Inferno's description on Manila fictional: Palace

MALACANANG urged Friday the public to believe more on the testimonials of real people on the beauty of the Philippines than on the fictional character of an American novelist describing Manila as "gates of hell."

"We trust that ordinary readers will give more weight to the testimonials of real people who have enjoyed their stay here in our beautiful country over the experiences of a fictional character whose narrative is written for maximum effect," deputy presidential spokesperson Abigail Valte said.

The official was reacting on Dan Brown's published novel "Inferno."

Sienna Brooks, a character in the novel, describes Manila as a city of "six-hour traffic jams, suffocating pollution, horrifying sex trade."

"I've run through the gates of hell," she said.

Metro Manila Development Authority Chairman Francis Tolentino earlier expressed his dismay over how Manila was described in the book.
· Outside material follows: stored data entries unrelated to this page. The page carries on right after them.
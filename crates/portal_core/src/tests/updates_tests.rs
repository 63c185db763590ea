use super::*;
use chrono::NaiveDate;
use shared::domain::{NewsCategory, NewsItemId};

fn news(id: i64, category: NewsCategory) -> NewsItem {
    NewsItem {
        id: NewsItemId(id),
        title: format!("item {id}"),
        description: String::new(),
        date: NaiveDate::from_ymd_opt(2024, 4, 1).expect("date"),
        author: "desk".to_string(),
        category,
    }
}

fn mixed_items() -> Vec<NewsItem> {
    vec![
        news(1, NewsCategory::Government),
        news(2, NewsCategory::Research),
        news(3, NewsCategory::Weather),
        news(4, NewsCategory::Research),
        news(5, NewsCategory::Government),
    ]
}

fn ids(items: &[&NewsItem]) -> Vec<i64> {
    items.iter().map(|item| item.id.0).collect()
}

#[test]
fn all_returns_every_item_in_order() {
    let items = mixed_items();
    assert_eq!(ids(&filter_items(&items, CategoryFilter::All)), vec![1, 2, 3, 4, 5]);
}

#[test]
fn category_returns_ordered_subsequence() {
    let items = mixed_items();
    assert_eq!(ids(&filter_items(&items, CategoryFilter::Research)), vec![2, 4]);
    assert_eq!(ids(&filter_items(&items, CategoryFilter::Government)), vec![1, 5]);
    assert_eq!(ids(&filter_items(&items, CategoryFilter::Weather)), vec![3]);
}

#[test]
fn filter_keeps_exactly_the_matching_items() {
    let items = mixed_items();
    for filter in CategoryFilter::OPTIONS {
        let kept = filter_items(&items, filter);
        let expected = items
            .iter()
            .filter(|item| filter.matches(item.category))
            .count();
        assert_eq!(kept.len(), expected, "{filter}");
        assert!(kept.iter().all(|item| filter.matches(item.category)));
    }
}

#[test]
fn empty_result_is_valid() {
    let items = vec![news(1, NewsCategory::Weather)];
    assert!(filter_items(&items, CategoryFilter::Government).is_empty());
    assert!(filter_items(&[], CategoryFilter::All).is_empty());
}

#[test]
fn view_defaults_to_all_and_tracks_selection() {
    let mut view = UpdatesView::new(mixed_items()).expect("view");
    assert_eq!(view.selected(), CategoryFilter::All);
    assert_eq!(view.visible().len(), 5);

    assert_eq!(view.select_category(CategoryFilter::Research), 2);
    let snapshot = view.snapshot();
    assert_eq!(snapshot.selected, CategoryFilter::Research);
    assert_eq!(snapshot.items.len(), 2);
    assert!(!snapshot.is_empty());

    assert_eq!(view.select_category(CategoryFilter::All), 5);
    assert_eq!(view.items().len(), 5);
}

#[test]
fn view_rejects_duplicate_ids() {
    let err = UpdatesView::new(vec![
        news(1, NewsCategory::Weather),
        news(1, NewsCategory::Research),
    ])
    .expect_err("duplicate id");
    assert_eq!(err, DomainError::DuplicateItemId(1));
}

#[test]
fn selecting_research_from_default_catalog_yields_single_item() {
    let mut view = UpdatesView::new(crate::catalog::default_catalog()).expect("view");
    view.select_category(CategoryFilter::Research);
    let visible = view.visible();
    assert_eq!(visible.len(), 1);
    assert_eq!(visible[0].title, "Latest Trends in Organic Farming");
}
He issued an open letter to Brown, saying, "we are displeased of how you have used Manila as a venue and source of character's breakdown and trauma, much more her disillusionment in humanity."
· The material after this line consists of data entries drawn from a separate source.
//! View logic for the agricultural portal: the updates listing with category
//! filtering, and the NDVI analysis flow from region selection to a classified
//! vegetation reading.

pub mod catalog;
pub mod ndvi;
pub mod retrieval;
pub mod updates;
pub mod vegetation;

pub use catalog::{default_catalog, load_catalog};
pub use ndvi::{Generation, MetricTicket, NdviController, NdviState, NdviView, Resolution};
pub use retrieval::{
    fetch_with_policy, MetricRetriever, RetrievalError, RetryPolicy, SimulatedRetriever,
};
pub use updates::{filter_items, UpdatesView};
pub use vegetation::{classify, classify_value, color_band};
More than Brown's portrayal of Manila, Tolentino said that Metro Manila is the center of Filipino spirit, faith and hope.

"Our faith in God binds us as a nation and we believe that Manila citizens are more than capable of exemplifying good character and compassion towards each other, something that your novel has failed to acknowledge," he said.

"Truly, our place is an entry to heaven," he added. (SDR/Sunnex)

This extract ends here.